What comes clear from this review is that Dewey’s ideas about education, ethics, and democracy--seemingly peaceful and benign to those of us with progressive tendencies in our values and communities--are on the front lines in an increasingly vituperative "culture war" between progressivism and the forces of reaction.

According to what appears to be a consistent "party line" about Dewey, his ideas about education have resulted in a recent surge of juvenile violence, a marked reduction in subject-matter knowledge and basic skills among America’s children, a pernicious increase in state control of education and of thought, and an epidemic of dishonesty in business and public life. 

The criticism comes from at least two types of institutions which may--if their shared complaints are any indication--be allied just beneath the surface. These are conservative Christian educational organizations, usually affiliated with evangelical Christian churches located mostly in the nation’s South; and economic conservatives, represented by radically capitalistic voices such as those found in Capitalism Magazine and the so-called objectivists devoted to the philosophy of Ayn Rand.  The churches despise Dewey’s naturalism, tolerance, and humanism, while the capitalists fear his commitment to public institutions and economically-oppressed groups, and the objectivists his situational understanding of truth and goodness. All of these groups are suspicious of his socialist tendencies, of the ways that his educational philosophy have been interpreted in progressive schools and curriculum materials, and of the threat he poses to anyone holding an allegedly universal truth.

Representative of the first group is the Faith Christian Ministries in Oliver Springs, Tennessee.  Its website, at http://www.faithchristianmin.org, contains a number of articles about education written by the Director, Dr. Paul Cates.  The articles elaborate a comprehensive philosophy of education devoted to using the Bible as a teaching manual for homeschooling and schooling in private, religious schools.  The articles repeatedly blame the "atheistic, materialistic, educational concoction of John Dewey" for all that is ineffective and immoral about public schools.

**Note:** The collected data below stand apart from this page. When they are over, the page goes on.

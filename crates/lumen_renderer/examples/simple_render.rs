//! Simple Whitted ray tracer example.
//!
//! Renders a glass sphere with a colored core in front of a mirror, lit by
//! a spot light and a point light, and saves it to `images/simple_render.png`.
//!
//! Run with: RUST_LOG=info cargo run --release --example simple_render

use anyhow::Result;
use lumen_core::{
    AmbientLight, DirectionalLight, Geometries, Geometry, Material, PointLight, Scene, SpotLight,
};
use lumen_renderer::{render, Camera, Color, ImageWriter, PixelSink, Point, RenderConfig, Vector};

fn main() -> Result<()> {
    env_logger::init();

    let start = std::time::Instant::now();
    let scene = build_scene()?;
    log::info!("Scene built in {:?}", start.elapsed());

    let camera = Camera::new(Point::new(0.0, 0.0, 1000.0), -Vector::Z, Vector::Y)?
        .with_view_plane(150.0, 150.0, 1000.0)
        .with_resolution(500, 500)
        .with_anti_aliasing(3);

    let mut writer = ImageWriter::new("simple_render", 500, 500);
    render(&camera, &scene, &mut writer, &RenderConfig::default())?;
    writer.flush()?;

    println!("Saved to {}", writer.output_path().display());
    Ok(())
}

fn build_scene() -> Result<Scene> {
    // Glass shell around a diffuse core
    let glass = Geometry::sphere(Point::new(0.0, 0.0, -50.0), 50.0)?
        .with_emission(Color::new(0.0, 0.0, 60.0))
        .with_material(
            Material::new()
                .with_kd(0.4)
                .with_ks(0.3)
                .with_shininess(100.0)?
                .with_kt(0.3),
        );
    let core = Geometry::sphere(Point::new(0.0, 0.0, -50.0), 25.0)?
        .with_emission(Color::new(100.0, 20.0, 20.0))
        .with_material(
            Material::new()
                .with_kd(0.5)
                .with_ks(0.5)
                .with_shininess(100.0)?,
        );

    // Two mirror triangles behind the spheres
    let mirror = Material::new().with_kr(0.8);
    let mirrors: Geometries = [
        Geometry::triangle(
            Point::new(-150.0, -150.0, -115.0),
            Point::new(150.0, -150.0, -135.0),
            Point::new(75.0, 75.0, -150.0),
        )?,
        Geometry::triangle(
            Point::new(-150.0, -150.0, -115.0),
            Point::new(-70.0, 70.0, -140.0),
            Point::new(75.0, 75.0, -150.0),
        )?,
    ]
    .into_iter()
    .map(|g| g.with_material(mirror).with_emission(Color::new(20.0, 20.0, 20.0)))
    .collect();

    let pillar = Geometry::cylinder(
        lumen_renderer::Ray::new(Point::new(90.0, -100.0, -80.0), Vector::Y)?,
        12.0,
        120.0,
    )?
    .with_emission(Color::new(30.0, 60.0, 30.0))
    .with_material(
        Material::new()
            .with_kd(0.6)
            .with_ks(0.2)
            .with_shininess(20.0)?,
    );

    let scene = Scene::builder("simple_render")
        .with_background(Color::new(10.0, 10.0, 25.0))
        .with_ambient_light(AmbientLight::new(Color::new(255.0, 191.0, 191.0), 0.1))
        .add_geometry(glass)
        .add_geometry(core)
        .add_geometry(mirrors)
        .add_geometry(pillar)
        .add_light(
            SpotLight::new(
                Color::new(700.0, 400.0, 400.0),
                Point::new(60.0, 50.0, 0.0),
                Vector::new(0.0, 0.0, -1.0),
            )?
            .with_attenuation(1.0, 4e-5, 2e-7)?
            .with_narrow_beam(2.0)?,
        )
        .add_light(
            PointLight::new(Color::new(300.0, 300.0, 300.0), Point::new(-100.0, 100.0, 200.0))
                .with_attenuation(1.0, 1e-4, 1e-6)?,
        )
        .add_light(DirectionalLight::new(
            Color::new(40.0, 40.0, 60.0),
            Vector::new(1.0, -1.0, -1.0),
        )?)
        .build();

    Ok(scene)
}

According to Cates and many other online critics, Dewey’s ideas were tried out in the Soviet Union in the 1930s and 40s, but were eventually rejected because the experiment "developed a nation of juvenile delinquents." The reason is because Dewey opposes any form of discipline, whether from school, church, or home. "The promulgators of progressive education are opposed to discipline because they seem to be convinced that the only reason that their super-man has not yet evolved, is due to the restrictions imposed by every preceding generation on the succeeding one. And these restrictions were transmitted through the rules and regulations imposed by the school, the church, and the home. This goal appears to be their great dream. If they could eliminate the discipline imposed by these three agencies, nature would be free to continue its process of evolution." While the Soviets wisely gave up progressivism after their experiment, the American public was "brainwashed by the worshippers of John Dewey," and "the progressives had acquired such a strangle-hold in the field of education that no one could expect to advance in that field unless he or she burned incense to John Dewey."

Equally pernicious has been the "outcome-based education" movement, which proposes "cookie-cutter" performance standards that represent a "dumbed-down egalitarian scheme that stifles individual potential for excellence and achievement by holding the entire class to a level of learning attainable by every child " ‘Cooperative learning’ is stressed by organizing virtually all learning activities into group activities. Group thinking is in; individual thinking and capitalism is out." Instead of absolutes, students determine what ‘they’ consider values (acceptable) to them. There are no absolutes.It is fostered by psychologiest (sic) who know virtually nothing about education and curriculum. These ‘experts’ know nothing about scope and sequence in determining educational objectives for children."  Dewey’s most egregious sin? Promulgating a system devoted to student interests instead of facts.  "In an OBE system, academic and factual subject matter is replaced by vague and subjective learning outcomes. Facts are the bedrock of all things we need to know. Facts are the foundation. Without a foundation, the building will not stand." Children’s interests, on the other hand, are fleeting and more a matter of whim than of God’s will.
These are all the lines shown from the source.